Paintings by Georgy Gurianov

Born in 1961 in St. Petersburg, Russia, Georgy Gurianov was a musician, photographer and artist. Musically, he is best known as the drummer for Russia’s seminal rock band “Kino”. Gurianov studied at the V.A. Serov Leningrad Art School and became a founding member, along with visual artist Timur Novikov, of the Novye Khudozhniki, the New Artists movement. He also contributed to the concerts of composer and experimental artist Sergei Kuryokhin and his band, Ensemble Pop-Mekhanika. 

Through the 1980s, Gurianov painted neo-expressionist works, Including many posters for the first raves in Russia, a part of the New Artists movement. 

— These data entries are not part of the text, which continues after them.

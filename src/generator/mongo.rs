//! MongoDB model generator.

use std::fs;
use std::path::Path;

use tracing::info;

use super::{BaseGenerator, Generator};
use crate::core::config::Config;
use crate::core::error::{Error, Result};
use crate::core::naming::Style;
use crate::core::templates::{TemplateEngine, TemplateResolver, TemplateSource};

/// Generates MongoDB model code from templates
#[derive(Debug, Clone)]
pub struct MongoGenerator {
    base: BaseGenerator,
    resolver: TemplateResolver,
}

impl MongoGenerator {
    /// Create a generator resolving remote templates through `git`
    pub fn new(base: BaseGenerator, config: &Config) -> Self {
        Self::with_resolver(base, TemplateResolver::from_config(config))
    }

    /// Create a generator with an explicit resolver
    pub fn with_resolver(mut base: BaseGenerator, resolver: TemplateResolver) -> Self {
        if base.file_style.is_empty() {
            base.file_style = Style::default().as_str().to_string();
        }
        Self { base, resolver }
    }

    pub fn base(&self) -> &BaseGenerator {
        &self.base
    }

    fn file_style(&self) -> Result<Style> {
        self.base
            .file_style
            .parse()
            .map_err(|_| Error::validation(format!("invalid file style: {}", self.base.file_style)))
    }
}

impl Generator for MongoGenerator {
    fn validate(&self) -> Result<()> {
        self.base.validate()?;
        self.file_style()?;

        let template = &self.base.template;
        if !TemplateSource::is_remote(template) && !Path::new(template).exists() {
            return Err(Error::validation(format!("invalid template path: {template}")));
        }
        Ok(())
    }

    fn generate(&self) -> Result<()> {
        self.validate()?;
        let style = self.file_style()?;

        fs::create_dir_all(&self.base.output_dir)?;

        let engine = TemplateEngine::new(style, self.resolver.clone());
        let written = engine.generate(&self.base.template, &self.base.output_dir, &self.base.type_name)?;

        info!(
            type_name = %self.base.type_name,
            files = written.len(),
            "Generated MongoDB model"
        );
        Ok(())
    }
}
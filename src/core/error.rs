//! Error handling for the go-gen scaffolding library.
//!
//! This module defines the main error type `Error` used throughout the library,
//! along with a convenient `Result` type alias. Every failure is terminal for
//! the generation call that produced it; nothing is retried.
//!
//! # Examples
//!
//! ```
//! use go_gen::core::error::{Error, Result};
//!
//! fn check(type_name: &str) -> Result<()> {
//!     if type_name.is_empty() {
//!         return Err(Error::validation("type is required"));
//!     }
//!     Ok(())
//! }
//!
//! assert!(check("").is_err());
//! ```

use std::path::PathBuf;
use thiserror::Error;

/// Result type for go-gen operations
pub type Result<T> = std::result::Result<T, Error>;

/// Main error type for go-gen operations
#[derive(Debug, Error)]
pub enum Error {
    /// I/O error
    #[error("I/O error: {0}")]
    Io(#[from] std::io::Error),

    /// Generation parameters rejected before any file is touched
    #[error("{0}")]
    Validation(String),

    /// Unrecognised naming style token
    #[error("unknown naming style: {0}")]
    UnknownStyle(String),

    /// An external command ran but exited unsuccessfully
    #[error("{command} failed ({status}): {stderr}")]
    Command {
        command: String,
        status: String,
        stderr: String,
    },

    /// An external command could not be started
    #[error("failed to run {command}")]
    CommandSpawn {
        command: String,
        #[source]
        source: std::io::Error,
    },

    /// Remote template source could not be resolved to a local directory
    #[error("resolve template source: {0}")]
    Resolve(String),

    /// Checkout cache could not be created or cleared
    #[error("prepare template cache {}", path.display())]
    Cache {
        path: PathBuf,
        #[source]
        source: std::io::Error,
    },

    /// Template directory could not be walked
    #[error("walk template directory {}", path.display())]
    Walk {
        path: PathBuf,
        #[source]
        source: walkdir::Error,
    },

    /// Template file failed to parse
    #[error("parse template {}", path.display())]
    TemplateParse {
        path: PathBuf,
        #[source]
        source: tera::Error,
    },

    /// Template file failed to render
    #[error("execute template {}", path.display())]
    TemplateRender {
        path: PathBuf,
        #[source]
        source: tera::Error,
    },

    /// Output file could not be created
    #[error("create output file {}", path.display())]
    OutputCreate {
        path: PathBuf,
        #[source]
        source: std::io::Error,
    },

    /// Template data could not be turned into a render context
    #[error("build template context: {0}")]
    Context(String),
}

impl Error {
    /// Create a new validation error
    pub fn validation<S: Into<String>>(msg: S) -> Self {
        Self::Validation(msg.into())
    }

    /// Create a new resolution error
    pub fn resolve<S: Into<String>>(msg: S) -> Self {
        Self::Resolve(msg.into())
    }
}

During the 1990s, Gurianov continued to be involved with music and art, serving as a founding member and honorary professor at Timor Novikov’s New Academy of Fine Arts which initiated a return to Classicism, celebrating the ideals of beauty and physical perfection. The Academy was also politically charged with its deliberate insertion of sexual ambiguity and homoeroticism in their works. 

Georgy Gurianov, at this time, was producing drawings and paintings of athletes, sailors, and soldiers, influenced by the Soviet Realist style of painter and graphic artist Aleksandr Deyneka. Private about his own sexual orientation, his paintings were quite explicit representing homosocial situations, particularly those aboard ships. Gurianov often painted the features of his friends, and himself, onto the characters in his tableaux, as seen in his 2000 “Argo” where he is standing at the helm.

Solo exhibitions of Georgy Gurianov’s work were held at the Marble Palace of the State Russian Museum in 1993, Moscow’s Regina Gallery in 1994, Gallery D-137 located in St. Petersburg in 2001, and Amsterdam’s Stedelijk Museum in 1997. 

A cult figure of the 1980s St. Petersburg underground movement, Georgy Gurianov died on July 20, 2013 in St. Petersburg at the age of fifty-two. His work is in many private collections worldwide.